Götz Veser Professor, Chemical Engineering
Research
Nanomaterials for reactive applications; Reactions in nanoconfinements
Keywords: Nanomaterials; catalysis; CO2 capture; energy technology; materials stability
Nanomaterials are opening endless novel possibilities across areas ranging from materials science to physics, chemistry, and engineering. By engineering materials on the molecular scale, it has become possible to tailor the physical and chemical - and hence the functional - properties of many materials.
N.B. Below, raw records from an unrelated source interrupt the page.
//! NumPy `.npy` (format v1.0) encoding for raw `u8` arrays.
//!
//! Only `|u1` C-order arrays are written or read, which is all the image
//! datasets need. Files stay loadable with `numpy.load`.

use super::StoreError;

const MAGIC: &[u8] = b"\x93NUMPY";
const ALIGN: usize = 64;

/// A dense, row-major `u8` array.
#[derive(Debug, Clone, PartialEq)]
pub struct U8Array {
    pub shape: Vec<usize>,
    pub data: Vec<u8>,
}

impl U8Array {
    /// Build an array, checking that `shape` accounts for every element.
    pub fn new(shape: Vec<usize>, data: Vec<u8>) -> Result<Self, StoreError> {
        let expected: usize = shape.iter().product();
        if expected != data.len() {
            return Err(StoreError::Array(format!(
                "shape {shape:?} needs {expected} elements, got {}",
                data.len()
            )));
        }
        Ok(Self { shape, data })
    }

    /// Row `i` of a 2-D array.
    pub fn row(&self, i: usize) -> Option<&[u8]> {
        let &[rows, cols] = self.shape.as_slice() else {
            return None;
        };
        (i < rows).then(|| &self.data[i * cols..(i + 1) * cols])
    }
}

fn shape_literal(shape: &[usize]) -> String {
    match shape {
        [n] => format!("({n},)"),
        dims => format!(
            "({})",
            dims.iter().map(|d| d.to_string()).collect::<Vec<_>>().join(", ")
        ),
    }
}

/// Encode `array` as `.npy` bytes.
pub fn encode(array: &U8Array) -> Vec<u8> {
    let mut header = format!(
        "{{'descr': '|u1', 'fortran_order': False, 'shape': {}, }}",
        shape_literal(&array.shape)
    );
    // magic(6) + version(2) + header_len(2) + header + '\n' must be 64-aligned
    let unpadded = MAGIC.len() + 2 + 2 + header.len() + 1;
    let padding = (ALIGN - unpadded % ALIGN) % ALIGN;
    header.extend(std::iter::repeat(' ').take(padding));
    header.push('\n');

    let mut out = Vec::with_capacity(MAGIC.len() + 4 + header.len() + array.data.len());
    out.extend_from_slice(MAGIC);
    out.extend_from_slice(&[1, 0]);
    out.extend_from_slice(&(header.len() as u16).to_le_bytes());
    out.extend_from_slice(header.as_bytes());
    out.extend_from_slice(&array.data);
    out
}

/// Decode `.npy` bytes written by [`encode`] (or by NumPy for a `|u1` array).
pub fn decode(bytes: &[u8]) -> Result<U8Array, StoreError> {
    let bad = |msg: &str| StoreError::Array(format!("invalid npy: {msg}"));

    if bytes.len() < 10 || &bytes[..6] != MAGIC {
        return Err(bad("missing magic"));
    }
    if bytes[6] != 1 {
        return Err(bad("unsupported version"));
    }
    let header_len = u16::from_le_bytes([bytes[8], bytes[9]]) as usize;
    let data_start = 10 + header_len;
    let header = bytes
        .get(10..data_start)
        .and_then(|h| std::str::from_utf8(h).ok())
        .ok_or_else(|| bad("truncated header"))?;

    if !header.contains("'descr': '|u1'") {
        return Err(bad("dtype is not u8"));
    }
    if header.contains("'fortran_order': True") {
        return Err(bad("fortran order not supported"));
    }

    let shape_start = header
        .find("'shape': (")
        .map(|i| i + "'shape': (".len())
        .ok_or_else(|| bad("no shape"))?;
    let shape_end = header[shape_start..]
        .find(')')
        .map(|i| shape_start + i)
        .ok_or_else(|| bad("unterminated shape"))?;
    let shape = header[shape_start..shape_end]
        .split(',')
        .map(str::trim)
        .filter(|s| !s.is_empty())
        .map(|s| s.parse::<usize>().map_err(|_| bad("non-integer dimension")))
        .collect::<Result<Vec<_>, _>>()?;

    U8Array::new(shape, bytes[data_start..].to_vec())
}
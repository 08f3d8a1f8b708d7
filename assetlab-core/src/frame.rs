//! A Polars DataFrame paired with the names of its index columns.

use crate::source::SourceError;
use polars::prelude::*;

/// Tabular payload with a (possibly compound) row index.
///
/// Index columns are ordinary columns in `data`; `index` only records which
/// ones identify a row and in what order. An empty `index` means a flat table.
#[derive(Debug, Clone)]
pub struct IndexedFrame {
    pub data: DataFrame,
    pub index: Vec<String>,
}

impl IndexedFrame {
    /// Wrap `data`, moving the index columns to the front.
    pub fn new(data: DataFrame, index: &[&str]) -> Result<Self, SourceError> {
        for name in index {
            if data.column(name).is_err() {
                return Err(SourceError::MissingColumn {
                    column: name.to_string(),
                    table: "index".into(),
                });
            }
        }

        let ordered: Vec<String> = index
            .iter()
            .map(|s| s.to_string())
            .chain(
                data.get_column_names()
                    .into_iter()
                    .map(|s| s.to_string())
                    .filter(|c| !index.contains(&c.as_str())),
            )
            .collect();
        let data = data.select(ordered)?;

        Ok(Self {
            data,
            index: index.iter().map(|s| s.to_string()).collect(),
        })
    }

    /// A table without an index.
    pub fn flat(data: DataFrame) -> Self {
        Self {
            data,
            index: Vec::new(),
        }
    }

    pub fn height(&self) -> usize {
        self.data.height()
    }

    /// Non-index column names, in order.
    pub fn value_columns(&self) -> Vec<String> {
        self.data
            .get_column_names()
            .into_iter()
            .map(|s| s.to_string())
            .filter(|c| !self.index.contains(c))
            .collect()
    }
}
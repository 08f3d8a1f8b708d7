//! Source providers and structured error types.
//!
//! Each provider sits behind a narrow fetch interface: it returns a raw table
//! (or raw arrays, for the image datasets) or fails. Network access goes
//! through the [`HttpFetch`] trait so providers can be exercised offline with
//! canned responses.

pub mod arff;
pub mod csv_file;
pub mod fred;
pub mod http;
pub mod listing;
pub mod openml;
pub mod wikipedia;

pub use http::HttpClient;

use thiserror::Error;

/// Structured error types for fetching and adapting a source.
///
/// All of these are fatal for the dataset being imported. Nothing here is
/// retried; the operator fixes the source and re-runs.
#[derive(Debug, Error)]
pub enum SourceError {
    #[error("network unreachable: {0}")]
    NetworkUnreachable(String),

    #[error("HTTP {status} from {url}")]
    HttpStatus { status: u16, url: String },

    #[error("response format changed: {0}")]
    ResponseFormatChanged(String),

    #[error("missing column '{column}' in {table}")]
    MissingColumn { column: String, table: String },

    #[error("malformed input: {0}")]
    Malformed(String),

    #[error("failed to read {path}: {message}")]
    LocalFile { path: String, message: String },

    #[error("frame error: {0}")]
    Frame(String),
}

impl From<polars::prelude::PolarsError> for SourceError {
    fn from(e: polars::prelude::PolarsError) -> Self {
        SourceError::Frame(e.to_string())
    }
}

/// Blocking HTTP access used by every remote provider.
pub trait HttpFetch {
    /// GET `url` and return the body as text. Non-2xx statuses are errors.
    fn get_text(&self, url: &str) -> Result<String, SourceError>;

    /// GET `url` and return the raw body bytes. Non-2xx statuses are errors.
    fn get_bytes(&self, url: &str) -> Result<Vec<u8>, SourceError>;
}
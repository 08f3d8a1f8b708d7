//! Import orchestrator: fetch → transform → store, one dataset at a time.
//!
//! Datasets are independent. They run sequentially in the order given and the
//! first failure stops the run; keys written before it stay in the store.

use crate::config::{EquitiesSource, ImportConfig};
use crate::frame::IndexedFrame;
use crate::source::fred::FredProvider;
use crate::source::openml::OpenMlProvider;
use crate::source::{csv_file, listing, wikipedia, HttpFetch, SourceError};
use crate::store::{KeyedStore, StoreError};
use crate::transform::{constituents, images, prices, reference, SeriesTable};
use std::fmt;
use std::str::FromStr;
use thiserror::Error;
use tracing::info;

pub const KEY_WIKI_PRICES: &str = "quandl/wiki/prices";
pub const KEY_WIKI_STOCKS: &str = "quandl/wiki/stocks";
pub const KEY_SP500_FRED: &str = "sp500/fred";
pub const KEY_SP500_STOCKS: &str = "sp500/stocks";
pub const KEY_US_EQUITIES: &str = "us_equities/stocks";
pub const KEY_FRED_ASSETS: &str = "fred/assets";

/// FRED series stored under `fred/assets`, with their column labels.
pub const FRED_ASSETS: [(&str, &str); 5] = [
    ("BAMLCC0A0CMTRIV", "US Corp Master TRI"),
    ("BAMLHYH0A0HYM2TRIV", "US High Yield TRI"),
    ("BAMLEMCBPITRIV", "Emerging Markets Corporate Plus TRI"),
    ("GOLDAMGBD228NLBM", "Gold (London, USD)"),
    ("DGS10", "10-Year Treasury CMR"),
];

/// The independent datasets the importer knows how to build.
#[derive(Debug, Clone, Copy, PartialEq, Eq, Hash)]
pub enum Dataset {
    WikiPrices,
    WikiStocks,
    Sp500Fred,
    Sp500Constituents,
    UsEquities,
    FredAssets,
    Mnist,
    FashionMnist,
}

impl Dataset {
    pub const ALL: [Dataset; 8] = [
        Dataset::WikiPrices,
        Dataset::WikiStocks,
        Dataset::Sp500Fred,
        Dataset::Sp500Constituents,
        Dataset::UsEquities,
        Dataset::FredAssets,
        Dataset::Mnist,
        Dataset::FashionMnist,
    ];

    pub fn name(self) -> &'static str {
        match self {
            Dataset::WikiPrices => "wiki-prices",
            Dataset::WikiStocks => "wiki-stocks",
            Dataset::Sp500Fred => "sp500-fred",
            Dataset::Sp500Constituents => "sp500-constituents",
            Dataset::UsEquities => "us-equities",
            Dataset::FredAssets => "fred-assets",
            Dataset::Mnist => "mnist",
            Dataset::FashionMnist => "fashion-mnist",
        }
    }

    /// Store keys this dataset writes.
    pub fn keys(self) -> &'static [&'static str] {
        match self {
            Dataset::WikiPrices => &[KEY_WIKI_PRICES],
            Dataset::WikiStocks => &[KEY_WIKI_STOCKS],
            Dataset::Sp500Fred => &[KEY_SP500_FRED],
            Dataset::Sp500Constituents => &[KEY_SP500_STOCKS],
            Dataset::UsEquities => &[KEY_US_EQUITIES],
            Dataset::FredAssets => &[KEY_FRED_ASSETS],
            Dataset::Mnist => &["mnist/data", "mnist/labels"],
            Dataset::FashionMnist => &[
                "fashion_mnist/data",
                "fashion_mnist/labels",
                "fashion_mnist/label_names",
            ],
        }
    }
}

impl fmt::Display for Dataset {
    fn fmt(&self, f: &mut fmt::Formatter<'_>) -> fmt::Result {
        f.write_str(self.name())
    }
}

impl FromStr for Dataset {
    type Err = String;

    fn from_str(s: &str) -> Result<Self, Self::Err> {
        Dataset::ALL
            .into_iter()
            .find(|d| d.name() == s)
            .ok_or_else(|| {
                let valid: Vec<&str> = Dataset::ALL.iter().map(|d| d.name()).collect();
                format!("unknown dataset '{s}'. Valid: {}", valid.join(", "))
            })
    }
}

#[derive(Debug, Error)]
pub enum ImportFailure {
    #[error(transparent)]
    Source(#[from] SourceError),

    #[error(transparent)]
    Store(#[from] StoreError),
}

/// A dataset failed; the run stops here.
#[derive(Debug, Error)]
#[error("import of {dataset} failed: {failure}")]
pub struct ImportError {
    pub dataset: Dataset,
    #[source]
    pub failure: ImportFailure,
}

/// Keys written by a completed run.
#[derive(Debug, Default)]
pub struct ImportSummary {
    pub written: Vec<(Dataset, Vec<String>)>,
}

impl ImportSummary {
    pub fn key_count(&self) -> usize {
        self.written.iter().map(|(_, keys)| keys.len()).sum()
    }
}

/// Runs dataset imports against one store.
pub struct Importer<'a> {
    config: &'a ImportConfig,
    http: &'a dyn HttpFetch,
}

impl<'a> Importer<'a> {
    pub fn new(config: &'a ImportConfig, http: &'a dyn HttpFetch) -> Self {
        Self { config, http }
    }

    /// Import `datasets` in order, stopping at the first failure.
    pub fn import_all(
        &self,
        datasets: &[Dataset],
        store: &mut KeyedStore,
    ) -> Result<ImportSummary, ImportError> {
        let mut summary = ImportSummary::default();
        for (i, dataset) in datasets.iter().enumerate() {
            info!("[{}/{}] importing {dataset}", i + 1, datasets.len());
            let keys = self.import(*dataset, store)?;
            summary.written.push((*dataset, keys));
        }
        info!(
            datasets = datasets.len(),
            keys = summary.key_count(),
            "import complete"
        );
        Ok(summary)
    }

    /// Import a single dataset, returning the keys it wrote.
    pub fn import(&self, dataset: Dataset, store: &mut KeyedStore) -> Result<Vec<String>, ImportError> {
        let result = match dataset {
            Dataset::WikiPrices => self.wiki_prices(store),
            Dataset::WikiStocks => self.wiki_stocks(store),
            Dataset::Sp500Fred => self.sp500_fred(store),
            Dataset::Sp500Constituents => self.sp500_constituents(store),
            Dataset::UsEquities => self.us_equities(store),
            Dataset::FredAssets => self.fred_assets(store),
            Dataset::Mnist => self.images(store, "mnist", "mnist_784", None),
            Dataset::FashionMnist => {
                self.images(store, "fashion_mnist", "Fashion-MNIST", Some(&images::FASHION_LABELS[..]))
            }
        };
        result.map_err(|failure| ImportError { dataset, failure })
    }

    fn put_table(
        store: &mut KeyedStore,
        key: &str,
        frame: &IndexedFrame,
        source: &str,
    ) -> Result<Vec<String>, ImportFailure> {
        store.put_table(key, frame, source)?;
        Ok(vec![key.to_string()])
    }

    fn wiki_prices(&self, store: &mut KeyedStore) -> Result<Vec<String>, ImportFailure> {
        let df = csv_file::read_csv(&self.config.input(&self.config.wiki_prices_file))?;
        let frame = prices::index_prices(df)?;
        Self::put_table(store, KEY_WIKI_PRICES, &frame, "quandl_wiki_csv")
    }

    fn wiki_stocks(&self, store: &mut KeyedStore) -> Result<Vec<String>, ImportFailure> {
        let df = csv_file::read_csv(&self.config.input(&self.config.wiki_stocks_file))?;
        Self::put_table(store, KEY_WIKI_STOCKS, &IndexedFrame::flat(df), "quandl_wiki_csv")
    }

    fn sp500_fred(&self, store: &mut KeyedStore) -> Result<Vec<String>, ImportFailure> {
        let fred = FredProvider::new(self.http, &self.config.fred_base_url);
        let series = fred.fetch_series("SP500", self.config.sp500_start)?;
        let frame = SeriesTable::merge(&[series])
            .rename(&[("SP500", "close")])
            .to_frame()?;
        Self::put_table(store, KEY_SP500_FRED, &frame, "fred")
    }

    fn sp500_constituents(&self, store: &mut KeyedStore) -> Result<Vec<String>, ImportFailure> {
        let table = wikipedia::fetch_first_table(self.http, &self.config.wikipedia_url)?;
        let frame = constituents::from_html_table(&table)?;
        Self::put_table(store, KEY_SP500_STOCKS, &frame, "wikipedia")
    }

    fn us_equities(&self, store: &mut KeyedStore) -> Result<Vec<String>, ImportFailure> {
        let (df, source) = match self.config.us_equities_source {
            EquitiesSource::Local => (
                csv_file::read_csv(&self.config.input(&self.config.us_equities_file))?,
                "local_csv",
            ),
            EquitiesSource::ExchangeListing => (
                listing::fetch_listings(
                    self.http,
                    &self.config.listing_url_template,
                    &self.config.listing_exchanges,
                )?,
                "exchange_listing",
            ),
        };
        let frame = reference::normalize_equities(df)?;
        Self::put_table(store, KEY_US_EQUITIES, &frame, source)
    }

    fn fred_assets(&self, store: &mut KeyedStore) -> Result<Vec<String>, ImportFailure> {
        let fred = FredProvider::new(self.http, &self.config.fred_base_url);
        let ids: Vec<&str> = FRED_ASSETS.iter().map(|(id, _)| *id).collect();
        let series = fred.fetch_many(&ids, self.config.fred_assets_start)?;

        let table = SeriesTable::merge(&series)
            .rename(&FRED_ASSETS)
            .drop_all_missing()
            .resample_business_days();
        info!(rows = table.len(), "resampled FRED assets to business days");
        Self::put_table(store, KEY_FRED_ASSETS, &table.to_frame()?, "fred")
    }

    fn images(
        &self,
        store: &mut KeyedStore,
        prefix: &str,
        openml_name: &str,
        label_names: Option<&[(u8, &str)]>,
    ) -> Result<Vec<String>, ImportFailure> {
        let openml = OpenMlProvider::new(self.http, &self.config.openml_base_url);
        let data = openml.fetch_images(openml_name, 1)?;
        let (pixels, labels) = images::to_arrays(data)?;

        let data_key = format!("{prefix}/data");
        let labels_key = format!("{prefix}/labels");
        store.put_array(&data_key, &pixels, "openml")?;
        store.put_array(&labels_key, &labels, "openml")?;
        let mut keys = vec![data_key, labels_key];

        if let Some(names) = label_names {
            let names_key = format!("{prefix}/label_names");
            store.put_table(&names_key, &images::label_names(names)?, "static")?;
            keys.push(names_key);
        }
        Ok(keys)
    }
}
Beyond the investigation of structure-property relationships for nanomaterials for catalysis (such as impact of size, shape, and composition of materials on their reactive properties), our research focusses on the development of cost-effective and scalable synthesis pathways which result in robust nanomaterials. In this way, we aim to address cost and stability as two of the key hurdles towards commercialization of nanomaterials.
Additionally, we are utilizing some of the materials that we are developing in the above described effort for fundamental investigations into the impact of nanoconfinement on physical and chemical properties of materials and molecules.
Finally, triggered by concerns regarding potential health and environmental effects resulting from wide-spread use of nanomaterials, we have recently started to investigate the toxicity of nanomaterials in collaboration with colleagues at the University of Pittsburgh Medical Center.